A general view shows a local oil refinery during sunset in Omsk, Russia, on March 16, 2022. (Reuters)
A general view shows a local oil refinery during sunset in Omsk, Russia, on March 16, 2022. (Reuters)

The European Union has proposed a phased embargo of Russian oil but may find it tricky to implement, given Europe's complex distribution network and challenges in tracking crude once it is blended or refined.

The plan, if agreed by member states, would take effect in six months for crude, and in eight months for diesel and other oil products.

How watertight will any EU sanctions be?
Under the proposal, Hungary and Slovakia would be granted a longer period - until the end of 2023 - to adapt to the embargo. This means that countries in the EU would still be able to purchase Russian oil via Hungary and Slovakia, unless the plan is ratified to prevent both countries from buying more oil than they need.

Can Russian oil still end up in Europe after a ban?
European countries might still continue buying Russian cargoes from other third countries without being aware of its origin.

Oil can usually be traced to its origin based on its chemical make up, such as sulphur content and density. However, some buyers have been deceived in the past by forged documents, hiding the origin of cargoes from countries under sanctions, including Iran and Venezuela, according to industry sources.

That becomes more difficult if the crude is blended with other crudes for refiners, and almost impossible after it is processed into standard products, such as gasoline, diesel or jet fuel.

Who is seeking to phase out or halt Russian oil purchases?
At least 26 major European refiners and trading companies have suspended spot purchases or intend to phase out a combined 2.1 million barrels per day (bpd) of Russian imports, according to JP Morgan.

European companies including Shell, TotalEnergies , Repsol and BP no longer buy any refined products with Russian content. And BP's contracts state any deal with a seller that violates its policy will be invalid, according to trade information detailed in the Platts trading window.

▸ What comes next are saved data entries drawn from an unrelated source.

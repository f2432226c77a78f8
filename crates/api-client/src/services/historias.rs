use crate::{ApiClient, ApiResult};
use inder_core::models::{server_datetime, HistoriaResumen};
use inder_core::HistoriaSubmission;
use chrono::{DateTime, NaiveDate, Utc};
use serde::{Deserialize, Serialize};
use uuid::Uuid;

/// Answer of `POST /historias_clinicas/completa`.
#[derive(Debug, Clone, PartialEq, Serialize, Deserialize)]
pub struct HistoriaCreada {
    pub historia_clinica_id: Uuid,
    pub deportista_id: Uuid,
    #[serde(default)]
    pub fecha_apertura: Option<NaiveDate>,
    #[serde(default, with = "server_datetime")]
    pub created_at: Option<DateTime<Utc>>,
    #[serde(default)]
    pub message: Option<String>,
}

/// `/historias_clinicas` endpoints.
pub struct Historias<'a> {
    pub(crate) client: &'a ApiClient,
}

impl Historias<'_> {
    pub async fn list(&self) -> ApiResult<Vec<HistoriaResumen>> {
        self.client.get("/historias_clinicas/").await
    }

    /// Histories of one athlete, taken from the full list.
    pub async fn by_deportista(&self, deportista_id: Uuid) -> ApiResult<Vec<HistoriaResumen>> {
        let mut historias = self.list().await?;
        historias.retain(|h| h.deportista_id == deportista_id);
        Ok(historias)
    }

    /// History header as returned by the server, for display.
    pub async fn get(&self, id: Uuid) -> ApiResult<serde_json::Value> {
        self.client.get(&format!("/historias_clinicas/{id}")).await
    }

    /// The full history with every section, for display.
    pub async fn completa(&self, id: Uuid) -> ApiResult<serde_json::Value> {
        self.client
            .get(&format!("/historias_clinicas/{id}/completa"))
            .await
    }

    /// Submits a finished wizard draft. Call once per draft.
    pub async fn crear_completa(&self, submission: &HistoriaSubmission) -> ApiResult<HistoriaCreada> {
        tracing::info!(deportista_id = %submission.deportista_id, "submitting medical history");
        let creada: HistoriaCreada = self
            .client
            .post("/historias_clinicas/completa", submission)
            .await?;
        tracing::info!(historia_id = %creada.historia_clinica_id, "medical history created");
        Ok(creada)
    }

    pub async fn delete(&self, id: Uuid) -> ApiResult<()> {
        self.client
            .delete(&format!("/historias_clinicas/{id}"))
            .await
    }
}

Several shipping firms are also asking for guarantees that cargoes have no Russian origin or interest, and have not been transferred from a ship with Russian ties, according to documents seen by Reuters.

Why is it so tough to trace cargoes of Russian oil?
Even with all those documents in place, there is no guarantee of eliminating any traces of Russian hydrocarbons once it enters the EU's main oil importing hub, the Amsterdam-Rotterdam-Antwerp (ARA) complex - made up of eight ports spread across two countries, 96 terminals, and 6,300 storage tanks owned by hundreds of international oil companies.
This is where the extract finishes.